Work to be completed:
Look through the lines below for the word "await", and copy every line that has it.

Record excerpts:
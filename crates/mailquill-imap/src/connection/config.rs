//! Connection configuration types.

use std::io;
use std::time::Duration;

use crate::connection::stream::{ImapStream, connect_tcp, connect_tls};
use crate::{Error, Result};

/// Connection security mode.
#[derive(Debug, Clone, Copy, PartialEq, Eq, Default)]
pub enum Security {
    /// No encryption (port 143). **Not recommended for production.**
    None,
    /// Start with plaintext, upgrade with STARTTLS (port 143).
    StartTls,
    /// TLS from the start (port 993). **Recommended.**
    #[default]
    Implicit,
}

impl Security {
    /// Returns the default port for this security mode.
    #[must_use]
    pub const fn default_port(self) -> u16 {
        match self {
            Self::None | Self::StartTls => 143,
            Self::Implicit => 993,
        }
    }
}

/// IMAP connection configuration.
#[derive(Debug, Clone)]
pub struct Config {
    /// Server hostname.
    pub host: String,
    /// Server port.
    pub port: u16,
    /// Security mode.
    pub security: Security,
    /// Connection timeout.
    pub connect_timeout: Duration,
}

impl Config {
    /// Creates a new configuration with implicit TLS on port 993.
    #[must_use]
    pub fn new(host: impl Into<String>) -> Self {
        Self {
            host: host.into(),
            port: 993,
            security: Security::Implicit,
            connect_timeout: Duration::from_secs(30),
        }
    }

    /// Creates a configuration builder.
    #[must_use]
    pub fn builder(host: impl Into<String>) -> ConfigBuilder {
        ConfigBuilder::new(host)
    }

    /// Opens the transport described by this configuration.
    ///
    /// For [`Security::StartTls`] the returned stream is still
    /// plaintext; the caller upgrades it after the STARTTLS exchange.
    ///
    /// # Errors
    ///
    /// Returns an error if the connection or TLS handshake fails, or if
    /// `connect_timeout` elapses first.
    pub async fn open(&self) -> Result<ImapStream> {
        let connect = async {
            match self.security {
                Security::Implicit => connect_tls(&self.host, self.port).await,
                Security::None | Security::StartTls => connect_tcp(&self.host, self.port).await,
            }
        };

        tokio::time::timeout(self.connect_timeout, connect)
            .await
            .map_err(|_| {
                Error::Io(io::Error::new(
                    io::ErrorKind::TimedOut,
                    "connect timed out",
                ))
            })?
    }
}

/// Builder for connection configuration.
#[derive(Debug, Clone)]
pub struct ConfigBuilder {
    host: String,
    port: Option<u16>,
    security: Security,
    connect_timeout: Duration,
}

impl ConfigBuilder {
    /// Creates a new builder with the given hostname.
    #[must_use]
    pub fn new(host: impl Into<String>) -> Self {
        Self {
            host: host.into(),
            port: None,
            security: Security::Implicit,
            connect_timeout: Duration::from_secs(30),
        }
    }

    /// Sets the port.
    #[must_use]
    pub const fn port(mut self, port: u16) -> Self {
        self.port = Some(port);
        self
    }

    /// Sets the security mode.
    #[must_use]
    pub const fn security(mut self, security: Security) -> Self {
        self.security = security;
        self
    }

    /// Sets the connection timeout.
    #[must_use]
    pub const fn connect_timeout(mut self, timeout: Duration) -> Self {
        self.connect_timeout = timeout;
        self
    }

    /// Builds the configuration.
    #[must_use]
    pub fn build(self) -> Config {
        Config {
            host: self.host,
            port: self.port.unwrap_or_else(|| self.security.default_port()),
            security: self.security,
            connect_timeout: self.connect_timeout,
        }
    }
}

#[cfg(test)]
#[allow(
    clippy::unwrap_used,
    clippy::redundant_clone,
    clippy::manual_string_new,
    clippy::needless_collect,
    clippy::unreadable_literal,
    clippy::used_underscore_items,
    clippy::similar_names
)]
mod tests {
    use super::*;

    #[test]
    fn test_default_ports() {
        assert_eq!(Security::None.default_port(), 143);
        assert_eq!(Security::StartTls.default_port(), 143);
        assert_eq!(Security::Implicit.default_port(), 993);
    }

    #[test]
    fn test_config_new() {
        let config = Config::new("imap.example.com");
        assert_eq!(config.host, "imap.example.com");
        assert_eq!(config.port, 993);
        assert_eq!(config.security, Security::Implicit);
    }

    #[test]
    fn test_config_builder_default_port_follows_security() {
        let config = Config::builder("imap.example.com")
            .security(Security::StartTls)
            .build();
        assert_eq!(config.port, 143);

        let config = Config::builder("imap.example.com")
            .security(Security::StartTls)
            .port(1143)
            .build();
        assert_eq!(config.port, 1143);
    }
}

Solution for this exercise:
                Security::Implicit => connect_tls(&self.host, self.port).await,
                Security::None | Security::StartTls => connect_tcp(&self.host, self.port).await,
            .await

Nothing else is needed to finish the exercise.